*** INPUT MATERIAL ***

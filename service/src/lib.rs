use config::Config;
use log::info;
use sea_orm::{ConnectOptions, Database, DatabaseConnection, DbErr};
use std::sync::Arc;
use tokio::time::Duration;

pub mod config;
pub mod logging;

/// Constructs the process-wide database handle and its underlying connection
/// pool. Called exactly once at startup; the returned connection is shared
/// via [`AppState`]. An empty or malformed URL fails here, before any
/// connect attempt is made.
pub async fn init_database(config: &Config) -> Result<DatabaseConnection, DbErr> {
    let descriptor = config
        .connection_descriptor()
        .map_err(|e| DbErr::Custom(e.to_string()))?;

    info!("Connecting to database [{descriptor}]");
    info!(
        "Database pool config: max_connections={}, min_connections={}, \
         connect_timeout={}s, acquire_timeout={}s, idle_timeout={}s, max_lifetime={}s",
        config.db_max_connections,
        config.db_min_connections,
        config.db_connect_timeout_secs,
        config.db_acquire_timeout_secs,
        config.db_idle_timeout_secs,
        config.db_max_lifetime_secs,
    );

    let mut opt = ConnectOptions::new::<&str>(config.database_url());
    opt.max_connections(config.db_max_connections)
        .min_connections(config.db_min_connections)
        .connect_timeout(Duration::from_secs(config.db_connect_timeout_secs))
        // Bounded wait on pool exhaustion; acquisition fails after this
        // timeout instead of blocking forever.
        .acquire_timeout(Duration::from_secs(config.db_acquire_timeout_secs))
        .idle_timeout(Duration::from_secs(config.db_idle_timeout_secs))
        .max_lifetime(Duration::from_secs(config.db_max_lifetime_secs))
        .sqlx_logging(true)
        .sqlx_logging_level(log::LevelFilter::Info)
        .set_schema_search_path("relay_platform"); // Setting default PostgreSQL schema

    let db = Database::connect(opt).await?;

    Ok(db)
}

/// Disposes the pool, closing all pooled connections. Call exactly once at
/// process teardown, after in-flight requests have drained.
pub async fn shutdown_database(db: &DatabaseConnection) -> Result<(), DbErr> {
    info!("Disposing database connection pool");
    db.close_by_ref().await
}

// Service-level state containing only infrastructure concerns
// Needs to implement Clone to be able to be passed into Router as State
#[derive(Clone)]
pub struct AppState {
    pub database_connection: Arc<DatabaseConnection>,
    pub chat_manager: Arc<chat::Manager>,
    pub config: Config,
}

impl AppState {
    pub fn new(app_config: Config, db: &Arc<DatabaseConnection>) -> Self {
        Self {
            database_connection: Arc::clone(db),
            chat_manager: Arc::new(chat::Manager::new()),
            config: app_config,
        }
    }

    pub fn db_conn_ref(&self) -> &DatabaseConnection {
        self.database_connection.as_ref()
    }
}
//! Nano-id generation for entity primary keys.
//!
//! Every entity id is a short, URL-safe alphanumeric string rather than a
//! database sequence, so ids can be generated before the insert and embedded
//! directly in client payloads.

use rand::Rng;

const ID_CHARACTERS: &[u8] = b"0123456789ABCDEFGHIJKLMNOPQRSTUVWXYZabcdefghijklmnopqrstuvwxyz";

/// Length of a standard entity id.
pub const ID_SIZE: usize = 25;

/// Generate a new entity id of the standard length.
pub fn generate() -> String {
    generate_sized(ID_SIZE)
}

/// Generate an id of an arbitrary length, e.g. for application API keys.
pub fn generate_sized(size: usize) -> String {
    let mut rng = rand::thread_rng();
    (0..size)
        .map(|_| ID_CHARACTERS[rng.gen_range(0..ID_CHARACTERS.len())] as char)
        .collect()
}

#[cfg(test)]
mod tests {
    use super::*;

    #[test]
    fn generates_ids_of_standard_length() {
        assert_eq!(generate().len(), ID_SIZE);
    }

    #[test]
    fn generates_ids_of_requested_length() {
        assert_eq!(generate_sized(40).len(), 40);
    }

    #[test]
    fn generates_ids_from_the_allowed_alphabet() {
        let id = generate();
        assert!(id.chars().all(|c| c.is_ascii_alphanumeric()));
    }

    #[test]
    fn consecutive_ids_differ() {
        assert_ne!(generate(), generate());
    }
}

*** End of INPUT MATERIAL ***

■ **REQUIREMENT**
Reproduce, word for word, the lines of the data from the one that contains "pub fn generate_sized(size: usize)" to the end, both ends included.

■ **ANSWER SECTION**
pub fn generate_sized(size: usize) -> String {
    let mut rng = rand::thread_rng();
    (0..size)
        .map(|_| ID_CHARACTERS[rng.gen_range(0..ID_CHARACTERS.len())] as char)
        .collect()
}

#[cfg(test)]
mod tests {
    use super::*;

    #[test]
    fn generates_ids_of_standard_length() {
        assert_eq!(generate().len(), ID_SIZE);
    }

    #[test]
    fn generates_ids_of_requested_length() {
        assert_eq!(generate_sized(40).len(), 40);
    }

    #[test]
    fn generates_ids_from_the_allowed_alphabet() {
        let id = generate();
        assert!(id.chars().all(|c| c.is_ascii_alphanumeric()));
    }

    #[test]
    fn consecutive_ids_differ() {
        assert_ne!(generate(), generate());
    }
}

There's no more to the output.